» **Your objective**: If a line includes "from", copy it out of the entries.

═══ Data under study

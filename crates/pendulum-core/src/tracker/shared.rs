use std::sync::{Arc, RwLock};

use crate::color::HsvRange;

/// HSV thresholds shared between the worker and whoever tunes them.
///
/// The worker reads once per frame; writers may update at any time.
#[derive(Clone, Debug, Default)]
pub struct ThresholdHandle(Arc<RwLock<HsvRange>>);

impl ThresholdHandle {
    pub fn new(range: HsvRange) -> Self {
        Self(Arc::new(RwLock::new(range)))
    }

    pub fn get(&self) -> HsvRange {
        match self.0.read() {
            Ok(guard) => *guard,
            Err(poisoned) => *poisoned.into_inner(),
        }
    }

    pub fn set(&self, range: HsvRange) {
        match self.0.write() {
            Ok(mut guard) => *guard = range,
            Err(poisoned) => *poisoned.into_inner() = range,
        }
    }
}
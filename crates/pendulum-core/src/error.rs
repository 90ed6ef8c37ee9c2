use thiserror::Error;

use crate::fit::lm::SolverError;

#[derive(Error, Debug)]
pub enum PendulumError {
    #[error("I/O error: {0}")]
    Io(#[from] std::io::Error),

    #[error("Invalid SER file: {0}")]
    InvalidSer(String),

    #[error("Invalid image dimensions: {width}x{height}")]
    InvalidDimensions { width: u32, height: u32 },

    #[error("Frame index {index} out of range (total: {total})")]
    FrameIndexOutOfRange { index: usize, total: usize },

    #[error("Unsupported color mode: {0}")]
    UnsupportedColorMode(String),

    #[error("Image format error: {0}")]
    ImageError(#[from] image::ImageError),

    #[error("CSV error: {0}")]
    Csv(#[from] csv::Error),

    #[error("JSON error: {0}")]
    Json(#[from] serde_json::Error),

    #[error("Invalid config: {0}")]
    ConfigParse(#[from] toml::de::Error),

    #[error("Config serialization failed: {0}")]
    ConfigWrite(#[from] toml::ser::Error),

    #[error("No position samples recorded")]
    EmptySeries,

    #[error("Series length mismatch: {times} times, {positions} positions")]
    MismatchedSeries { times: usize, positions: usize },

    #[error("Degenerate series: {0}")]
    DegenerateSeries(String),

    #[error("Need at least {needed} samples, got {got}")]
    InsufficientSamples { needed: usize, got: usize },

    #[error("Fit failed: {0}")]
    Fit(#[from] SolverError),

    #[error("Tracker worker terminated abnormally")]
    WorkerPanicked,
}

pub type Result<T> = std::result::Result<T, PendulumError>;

══════

» **Solved exercise**:
    Io(#[from] std::io::Error),
    ImageError(#[from] image::ImageError),
    Csv(#[from] csv::Error),
    Json(#[from] serde_json::Error),
    ConfigParse(#[from] toml::de::Error),
    ConfigWrite(#[from] toml::ser::Error),
    Fit(#[from] SolverError),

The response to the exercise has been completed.